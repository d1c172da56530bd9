use std::collections::BTreeMap;

use octopus_client::ReadingType;

use crate::pipeline::MeterIds;

pub const METRIC_NAME_LABEL: &str = "__name__";
pub const SERIAL_LABEL: &str = "serial";

#[derive(Debug, Clone, PartialEq, Eq)]
pub struct Label {
    pub name: String,
    pub value: String,
}

/// Label pairs unique by name, kept sorted by name.
///
/// Remote-write receivers expect labels in this order, so iteration order is
/// also the order they go on the wire.
#[derive(Debug, Clone, Default, PartialEq, Eq)]
pub struct SeriesLabels {
    labels: Vec<Label>,
}

impl SeriesLabels {
    /// Insert or replace the value for `name`.
    pub fn insert(&mut self, name: &str, value: &str) {
        match self.labels.binary_search_by(|l| l.name.as_str().cmp(name)) {
            Ok(idx) => self.labels[idx].value = value.to_string(),
            Err(idx) => self.labels.insert(
                idx,
                Label {
                    name: name.to_string(),
                    value: value.to_string(),
                },
            ),
        }
    }

    pub fn get(&self, name: &str) -> Option<&str> {
        self.labels
            .binary_search_by(|l| l.name.as_str().cmp(name))
            .ok()
            .map(|idx| self.labels[idx].value.as_str())
    }

    pub fn iter(&self) -> impl Iterator<Item = &Label> {
        self.labels.iter()
    }
}

struct LabelTemplate {
    metric_name: &'static str,
    meter_point_label: &'static str,
}

const ELECTRICITY: LabelTemplate = LabelTemplate {
    metric_name: "octopus_consumption_electricity_kwh",
    meter_point_label: "mpan",
};

const GAS: LabelTemplate = LabelTemplate {
    metric_name: "octopus_consumption_gas_kwh",
    meter_point_label: "mprn",
};

fn template(reading_type: ReadingType) -> &'static LabelTemplate {
    match reading_type {
        ReadingType::Electricity => &ELECTRICITY,
        ReadingType::Gas => &GAS,
    }
}

/// Derives the fixed label set of a reading stream.
///
/// Static extra labels are applied first; the metric name and meter
/// identifiers override any extra label of the same name. Identifiers with
/// an empty value are left out.
#[derive(Debug, Clone, Default)]
pub struct LabelBuilder {
    extra: BTreeMap<String, String>,
}

impl LabelBuilder {
    pub fn new(extra: BTreeMap<String, String>) -> Self {
        Self { extra }
    }

    pub fn build(&self, reading_type: ReadingType, meter: &MeterIds) -> SeriesLabels {
        let template = template(reading_type);
        let mut labels = SeriesLabels::default();

        for (name, value) in &self.extra {
            if !value.is_empty() {
                labels.insert(name, value);
            }
        }

        labels.insert(METRIC_NAME_LABEL, template.metric_name);
        if !meter.meter_point.is_empty() {
            labels.insert(template.meter_point_label, &meter.meter_point);
        }
        if !meter.serial.is_empty() {
            labels.insert(SERIAL_LABEL, &meter.serial);
        }

        labels
    }
}

#[cfg(test)]
mod tests {
    use super::*;

    fn meter() -> MeterIds {
        MeterIds {
            meter_point: "1200000000000".to_string(),
            serial: "21L000".to_string(),
        }
    }

    fn names(labels: &SeriesLabels) -> Vec<&str> {
        labels.iter().map(|l| l.name.as_str()).collect()
    }

    #[test]
    fn electricity_labels_are_sorted_with_name_first() {
        let labels = LabelBuilder::default().build(ReadingType::Electricity, &meter());

        assert_eq!(names(&labels), vec!["__name__", "mpan", "serial"]);
        assert_eq!(labels.get("__name__"), Some("octopus_consumption_electricity_kwh"));
        assert_eq!(labels.get("mpan"), Some("1200000000000"));
        assert_eq!(labels.get("serial"), Some("21L000"));
    }

    #[test]
    fn gas_uses_mprn_and_its_own_metric_name() {
        let labels = LabelBuilder::default().build(ReadingType::Gas, &meter());

        assert_eq!(labels.get("__name__"), Some("octopus_consumption_gas_kwh"));
        assert_eq!(labels.get("mprn"), Some("1200000000000"));
        assert_eq!(labels.get("mpan"), None);
    }

    #[test]
    fn build_is_deterministic() {
        let mut extra = BTreeMap::new();
        extra.insert("zone".to_string(), "home".to_string());
        extra.insert("job".to_string(), "octopus".to_string());
        let builder = LabelBuilder::new(extra);

        let a = builder.build(ReadingType::Electricity, &meter());
        let b = builder.build(ReadingType::Electricity, &meter());

        assert_eq!(a.iter().count(), 5);
        assert!(a.iter().zip(b.iter()).all(|(x, y)| x == y));
        assert_eq!(names(&a), vec!["__name__", "job", "mpan", "serial", "zone"]);
    }

    #[test]
    fn template_labels_override_extras_and_empty_ids_are_skipped() {
        let mut extra = BTreeMap::new();
        extra.insert("__name__".to_string(), "bogus".to_string());
        extra.insert("serial".to_string(), "from-config".to_string());
        let builder = LabelBuilder::new(extra);

        let labels = builder.build(
            ReadingType::Gas,
            &MeterIds {
                meter_point: String::new(),
                serial: "G4A".to_string(),
            },
        );

        assert_eq!(labels.get("__name__"), Some("octopus_consumption_gas_kwh"));
        assert_eq!(labels.get("serial"), Some("G4A"));
        assert_eq!(labels.get("mprn"), None);
        assert_eq!(labels.iter().count(), 2);
    }
}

━━━━━━━━━━━━━━━━

Description of the task: Write out the data once more, word for word.

Reply:
repository d1c172da56530bd9
use std::collections::BTreeMap;

use octopus_client::ReadingType;

use crate::pipeline::MeterIds;

pub const METRIC_NAME_LABEL: &str = "__name__";
pub const SERIAL_LABEL: &str = "serial";

#[derive(Debug, Clone, PartialEq, Eq)]
pub struct Label {
    pub name: String,
    pub value: String,
}

/// Label pairs unique by name, kept sorted by name.
///
/// Remote-write receivers expect labels in this order, so iteration order is
/// also the order they go on the wire.
#[derive(Debug, Clone, Default, PartialEq, Eq)]
pub struct SeriesLabels {
    labels: Vec<Label>,
}

impl SeriesLabels {
    /// Insert or replace the value for `name`.
    pub fn insert(&mut self, name: &str, value: &str) {
        match self.labels.binary_search_by(|l| l.name.as_str().cmp(name)) {
            Ok(idx) => self.labels[idx].value = value.to_string(),
            Err(idx) => self.labels.insert(
                idx,
                Label {
                    name: name.to_string(),
                    value: value.to_string(),
                },
            ),
        }
    }

    pub fn get(&self, name: &str) -> Option<&str> {
        self.labels
            .binary_search_by(|l| l.name.as_str().cmp(name))
            .ok()
            .map(|idx| self.labels[idx].value.as_str())
    }

    pub fn iter(&self) -> impl Iterator<Item = &Label> {
        self.labels.iter()
    }
}

struct LabelTemplate {
    metric_name: &'static str,
    meter_point_label: &'static str,
}

const ELECTRICITY: LabelTemplate = LabelTemplate {
    metric_name: "octopus_consumption_electricity_kwh",
    meter_point_label: "mpan",
};

const GAS: LabelTemplate = LabelTemplate {
    metric_name: "octopus_consumption_gas_kwh",
    meter_point_label: "mprn",
};

fn template(reading_type: ReadingType) -> &'static LabelTemplate {
    match reading_type {
        ReadingType::Electricity => &ELECTRICITY,
        ReadingType::Gas => &GAS,
    }
}

/// Derives the fixed label set of a reading stream.
///
/// Static extra labels are applied first; the metric name and meter
/// identifiers override any extra label of the same name. Identifiers with
/// an empty value are left out.
#[derive(Debug, Clone, Default)]
pub struct LabelBuilder {
    extra: BTreeMap<String, String>,
}

impl LabelBuilder {
    pub fn new(extra: BTreeMap<String, String>) -> Self {
        Self { extra }
    }

    pub fn build(&self, reading_type: ReadingType, meter: &MeterIds) -> SeriesLabels {
        let template = template(reading_type);
        let mut labels = SeriesLabels::default();

        for (name, value) in &self.extra {
            if !value.is_empty() {
                labels.insert(name, value);
            }
        }

        labels.insert(METRIC_NAME_LABEL, template.metric_name);
        if !meter.meter_point.is_empty() {
            labels.insert(template.meter_point_label, &meter.meter_point);
        }
        if !meter.serial.is_empty() {
            labels.insert(SERIAL_LABEL, &meter.serial);
        }

        labels
    }
}

#[cfg(test)]
mod tests {
    use super::*;

    fn meter() -> MeterIds {
        MeterIds {
            meter_point: "1200000000000".to_string(),
            serial: "21L000".to_string(),
        }
    }

    fn names(labels: &SeriesLabels) -> Vec<&str> {
        labels.iter().map(|l| l.name.as_str()).collect()
    }

    #[test]
    fn electricity_labels_are_sorted_with_name_first() {
        let labels = LabelBuilder::default().build(ReadingType::Electricity, &meter());

        assert_eq!(names(&labels), vec!["__name__", "mpan", "serial"]);
        assert_eq!(labels.get("__name__"), Some("octopus_consumption_electricity_kwh"));
        assert_eq!(labels.get("mpan"), Some("1200000000000"));
        assert_eq!(labels.get("serial"), Some("21L000"));
    }

    #[test]
    fn gas_uses_mprn_and_its_own_metric_name() {
        let labels = LabelBuilder::default().build(ReadingType::Gas, &meter());

        assert_eq!(labels.get("__name__"), Some("octopus_consumption_gas_kwh"));
        assert_eq!(labels.get("mprn"), Some("1200000000000"));
        assert_eq!(labels.get("mpan"), None);
    }

    #[test]
    fn build_is_deterministic() {
        let mut extra = BTreeMap::new();
        extra.insert("zone".to_string(), "home".to_string());
        extra.insert("job".to_string(), "octopus".to_string());
        let builder = LabelBuilder::new(extra);

        let a = builder.build(ReadingType::Electricity, &meter());
        let b = builder.build(ReadingType::Electricity, &meter());

        assert_eq!(a.iter().count(), 5);
        assert!(a.iter().zip(b.iter()).all(|(x, y)| x == y));
        assert_eq!(names(&a), vec!["__name__", "job", "mpan", "serial", "zone"]);
    }

    #[test]
    fn template_labels_override_extras_and_empty_ids_are_skipped() {
        let mut extra = BTreeMap::new();
        extra.insert("__name__".to_string(), "bogus".to_string());
        extra.insert("serial".to_string(), "from-config".to_string());
        let builder = LabelBuilder::new(extra);

        let labels = builder.build(
            ReadingType::Gas,
            &MeterIds {
                meter_point: String::new(),
                serial: "G4A".to_string(),
            },
        );

        assert_eq!(labels.get("__name__"), Some("octopus_consumption_gas_kwh"));
        assert_eq!(labels.get("serial"), Some("G4A"));
        assert_eq!(labels.get("mprn"), None);
        assert_eq!(labels.iter().count(), 2);
    }
}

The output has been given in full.